Additionally, while the DGPT complained about the delay between Ryan’s initial filing and the recent rush, they could have established the jurisdictional record earlier too, thereby avoiding the initial District Court ruling against them. It’s possible they waited to raise jurisdiction until the time of maximum impact; if so, that was a gamble.
The Ninth Circuit Court of Appeals was forced to make a decision in 24 hours, and their two page ruling reflects that – pretty confusing. The District Court’s order was stayed with respect to the DGPT, but not with respect to the PDGA, notwithstanding the fact that the District Court did very little to distinguish between those two parties. Multiple observers (ourselves included) were scratching our heads trying to interpret exactly what the Ninth Circuit meant and intended.
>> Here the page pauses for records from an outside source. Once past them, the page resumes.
impl fmt::Display for InfoNumber {
    fn fmt(&self, f: &mut fmt::Formatter) -> fmt::Result {
        match self {
            InfoNumber::Count(n) => write!(f, "{}", n),
            InfoNumber::AlternateAlleles => f.write_str("A"),
            InfoNumber::Alleles => f.write_str("R"),
            InfoNumber::Genotypes => f.write_str("G"),
            InfoNumber::Unknown => f.write_str("."),
        }
    }
}

/// The `Type=` annotation of an INFO/FORMAT entry.
#[derive(Debug, Clone, Copy, PartialEq, Eq, EnumString, Display)]
pub enum InfoType {
    Integer,
    Float,
    Flag,
    Character,
    String,
}

/// Resolve the declared `Type`/`Number` pair to a value category.
pub(crate) fn resolve_kind(ty: InfoType, number: InfoNumber) -> Result<ValueKind> {
    if ty == InfoType::Flag {
        return if number == InfoNumber::Count(0) {
            Ok(ValueKind::Flag)
        } else {
            Err(Error::format("Flags must always have Number=0 in header"))
        };
    }
    if number == InfoNumber::Count(0) {
        return Err(Error::format("only Flags may have Number=0 in header"));
    }
    let scalar = number == InfoNumber::Count(1);
    Ok(match ty {
        InfoType::Integer => {
            if scalar {
                ValueKind::Int32
            } else {
                ValueKind::VecInt32
            }
        }
        InfoType::Float => {
            if scalar {
                ValueKind::Float32
            } else {
                ValueKind::VecFloat32
            }
        }
        InfoType::Character => {
            if scalar {
                ValueKind::Char8
            } else {
                ValueKind::String
            }
        }
        InfoType::String => {
            if scalar {
                ValueKind::String
            } else {
                ValueKind::VecString
            }
        }
        InfoType::Flag => unreachable!(),
    })
}

/// Apply an `IntegerBits=8|16` override to an integer kind; any other
/// value keeps the 32-bit default.
fn apply_integer_bits(kind: ValueKind, bits: &str) -> ValueKind {
    match (bits, kind) {
        ("8", ValueKind::Int8) | ("8", ValueKind::Int16) | ("8", ValueKind::Int32) => {
            ValueKind::Int8
        }
        ("8", ValueKind::VecInt8) | ("8", ValueKind::VecInt16) | ("8", ValueKind::VecInt32) => {
            ValueKind::VecInt8
        }
        ("16", ValueKind::Int8) | ("16", ValueKind::Int16) | ("16", ValueKind::Int32) => {
            ValueKind::Int16
        }
        ("16", ValueKind::VecInt8) | ("16", ValueKind::VecInt16) | ("16", ValueKind::VecInt32) => {
            ValueKind::VecInt16
        }
        _ => kind,
    }
}

/// An `##INFO=<...>` header entry (also used for FORMAT).
#[derive(Debug, Clone, PartialEq)]
pub struct HeaderInfo {
    pub number: InfoNumber,
    pub ty: InfoType,
    /// The resolved value category, including any `IntegerBits` override.
    pub kind: ValueKind,
    pub description: String,
    pub other_fields: IndexMap<String, String>,
    pub idx: i32,
}

impl HeaderInfo {
    pub fn new(number: InfoNumber, ty: InfoType, description: impl Into<String>) -> Result<Self> {
        Ok(Self {
            number,
            ty,
            kind: resolve_kind(ty, number)?,
            description: description.into(),
            other_fields: IndexMap::new(),
            idx: -1,
        })
    }
}

pub type HeaderFormat = HeaderInfo;

/// An `##FILTER=<...>` header entry.
#[derive(Debug, Clone, PartialEq)]
pub struct HeaderFilter {
    pub description: String,
    pub other_fields: IndexMap<String, String>,
    pub idx: i32,
}

impl HeaderFilter {
    pub fn new(description: impl Into<String>) -> Self {
        Self {
            description: description.into(),
            other_fields: IndexMap::new(),
            idx: -1,
        }
    }
}

/// A `##contig=<...>` header entry.
#[derive(Debug, Clone, PartialEq)]
pub struct HeaderContig {
    /// Length of the contig, -1 if absent.
    pub length: i64,
    pub other_fields: IndexMap<String, String>,
    pub idx: i32,
}

impl Default for HeaderContig {
    fn default() -> Self {
        Self {
            length: -1,
            other_fields: IndexMap::new(),
            idx: -1,
        }
    }
}

/// The header of a VCF/BCF file.
///
/// Entries live in four insertion-ordered dictionaries; order is
/// observable through the plaintext round trip. FILTER, INFO and FORMAT
/// entries share one IDX number space (PASS is pinned to 0); contigs use
/// a second, independent space.
#[derive(Debug, Clone)]
pub struct Header {
    pub file_format: String,
    pub filters: IndexMap<String, HeaderFilter>,
    pub infos: IndexMap<String, HeaderInfo>,
    pub formats: IndexMap<String, HeaderFormat>,
    pub contigs: IndexMap<String, HeaderContig>,
    /// Header lines that are not FILTER/INFO/FORMAT/contig, without `##`.
    pub other_lines: Vec<String>,
    /// The `#CHROM ...` labels; sample names start at index 9.
    pub column_labels: Vec<String>,

    idx_to_id: HashMap<i32, String>,
    contig_idx_to_id: HashMap<i32, String>,
    max_other_idx: i32,
    max_contig_idx: i32,
    file_format_read: bool,
}

impl Default for Header {
    fn default() -> Self {
        Self::new()
    }
}

impl PartialEq for Header {
    fn eq(&self, other: &Self) -> bool {
        self.file_format == other.file_format
            && self.filters == other.filters
            && self.infos == other.infos
            && self.formats == other.formats
            && self.contigs == other.contigs
            && self.other_lines == other.other_lines
            && self.column_labels == other.column_labels
    }
}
The District Court got its jurisdictional analysis wrong and created unnecessary confusion during the week. The corporate, tax, and drivers license documents filed by the DGPT should have been enough for the District Court to get to the right answer. The District Court even expressed its skepticism as to the jurisdictional issue – a sign that they probably should have waited, if necessary, to get it right before issuing the initial order.